Later in May, I had the chance to travel to Washington with one of our clients, Ben West, to participate in roundtable hearings held by the Copyright Office as part of this proceeding. Ben and I discussed the details of the proposed exemption with several members of the Copyright Office, along with fellow proponents Laura Moy from New America Foundation’s Open Technology Institute and Sherwin Siy from Public Knowledge. The transcript of that hearing is available here, and Prof. Rebecca Tushnet has provided a summary of what was discussed at the hearing.
After the hearing, the Copyright Office sent us a letter asking for our clients’ input on whether the exemption should include a requirement that a researcher must disclose any issues they find with a medical device to the device’s manufacturer, before telling others. This appears to come out of discussions from two of the other proposed anticircumvention exemptions, where computer researchers are more likely to uncover vulnerabilities that, at least theoretically, could be exploited by bad actors. (As one of our clients has demonstrated, there are such vulnerabilities in medical devices, too, but to date there has been no recorded incident of a vulnerability being exploited outside of a controlled setting.)

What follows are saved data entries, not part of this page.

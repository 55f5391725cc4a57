//! Cache administration controller (admin only).
//!
//! Unlike the domain routes, these answer 503 when the cache store is
//! unreachable.

use crate::{
    extractors::AdminUser,
    responses::{ok, ApiResult},
    state::AppState,
};
use axum::{
    extract::{Path, State},
    routing::{delete, get},
    Router,
};
use haven_service::{CacheClearResult, PingResponse, StoreStats};
use tracing::info;

pub fn router() -> Router<AppState> {
    Router::new()
        .route("/", delete(clear_all))
        .route("/stats", get(stats))
        .route("/ping", get(ping))
        .route("/search", delete(clear_search))
        .route("/scope/:id", delete(clear_scope))
}

#[utoipa::path(
    get,
    path = "/cache/stats",
    tag = "cache",
    security(("bearer_auth" = [])),
    responses(
        (status = 200, description = "Store statistics", body = StoreStats),
        (status = 403, description = "Admin role required"),
        (status = 503, description = "Cache store unavailable")
    )
)]
pub async fn stats(State(state): State<AppState>, _admin: AdminUser) -> ApiResult<StoreStats> {
    ok(state.cache_admin_service.stats().await?)
}

#[utoipa::path(
    delete,
    path = "/cache",
    tag = "cache",
    security(("bearer_auth" = [])),
    responses(
        (status = 200, description = "Every key removed", body = CacheClearResult),
        (status = 503, description = "Cache store unavailable")
    )
)]
pub async fn clear_all(State(state): State<AppState>, AdminUser(admin): AdminUser) -> ApiResult<CacheClearResult> {
    info!("Cache flush requested by {}", admin.user_id);
    ok(state.cache_admin_service.clear_all().await?)
}

/// Removes every key mentioning a user or resource id.
#[utoipa::path(
    delete,
    path = "/cache/scope/{id}",
    tag = "cache",
    security(("bearer_auth" = [])),
    params(("id" = String, Path, description = "User or resource id")),
    responses(
        (status = 200, description = "Scoped keys removed", body = CacheClearResult),
        (status = 400, description = "Id contains glob characters"),
        (status = 503, description = "Cache store unavailable")
    )
)]
pub async fn clear_scope(
    State(state): State<AppState>,
    AdminUser(admin): AdminUser,
    Path(id): Path<String>,
) -> ApiResult<CacheClearResult> {
    info!("Cache scope {} cleared by {}", id, admin.user_id);
    ok(state.cache_admin_service.clear_scope(&id).await?)
}

#[utoipa::path(
    delete,
    path = "/cache/search",
    tag = "cache",
    security(("bearer_auth" = [])),
    responses(
        (status = 200, description = "Search results removed", body = CacheClearResult),
        (status = 503, description = "Cache store unavailable")
    )
)]
pub async fn clear_search(State(state): State<AppState>, _admin: AdminUser) -> ApiResult<CacheClearResult> {
    ok(state.cache_admin_service.clear_search().await?)
}

#[utoipa::path(
    get,
    path = "/cache/ping",
    tag = "cache",
    security(("bearer_auth" = [])),
    responses(
        (status = 200, description = "Store answered", body = PingResponse),
        (status = 503, description = "Cache store unavailable")
    )
)]
pub async fn ping(State(state): State<AppState>, _admin: AdminUser) -> ApiResult<PingResponse> {
    ok(state.cache_admin_service.ping().await?)
}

The Clinic responded to that letter yesterday, noting that both law and reason counsel against such a requirement in this case. As the letter notes, researchers typically disclose issues to manufacturers as part of their process, but there are very good reasons why researchers in certain cases may instead choose to inform other researchers, government regulators, doctors, patients, or the public first or instead of telling the manufacturer. Furthermore, the First Amendment protects the right of a researcher to decide where and to whom they will share information. Were the Copyright Office to impose a requirement here that a researcher could only benefit from the exemption if they revealed their research to manufacturers, this conditioning of a government benefit based on a limitation of speech rights would be unconstitutional. At heart, the decision on where to share computer security research is an ethical, and not a legal, one, and ethics do not necessarily dictate that a researcher inform a manufacturer first in all cases.
This is likely the last filing the Clinic will make in this proceeding. Under this rulemaking’s procedure, the Copyright Office will now solicit the views of the Department of Commerce’s National Telecommunications and Information Administration, and then make a formal recommendation to the Librarian of Congress, who will then issue a final rule granting or rejecting our proposed exemption. We expect that rule to come later this year. We could not have done this without the hard work of several Cyberlaw Clinic students and interns, including Sarah Baugh (HLS ’16), Jonathan Diaz (HLS ’16), Evita Grant (HLS ’16), Megan Michaels (HLS ’16), Joo-Young Rognile (HLS ’15), Michael Rosenbloom (Columbia Law ’17), and Shudan Shen (HLS ’16).
Andy Sellars is a Clinical Fellow at the Cyberlaw Clinic and the Corydon B. Dunham First Amendment Fellow at Harvard Law School.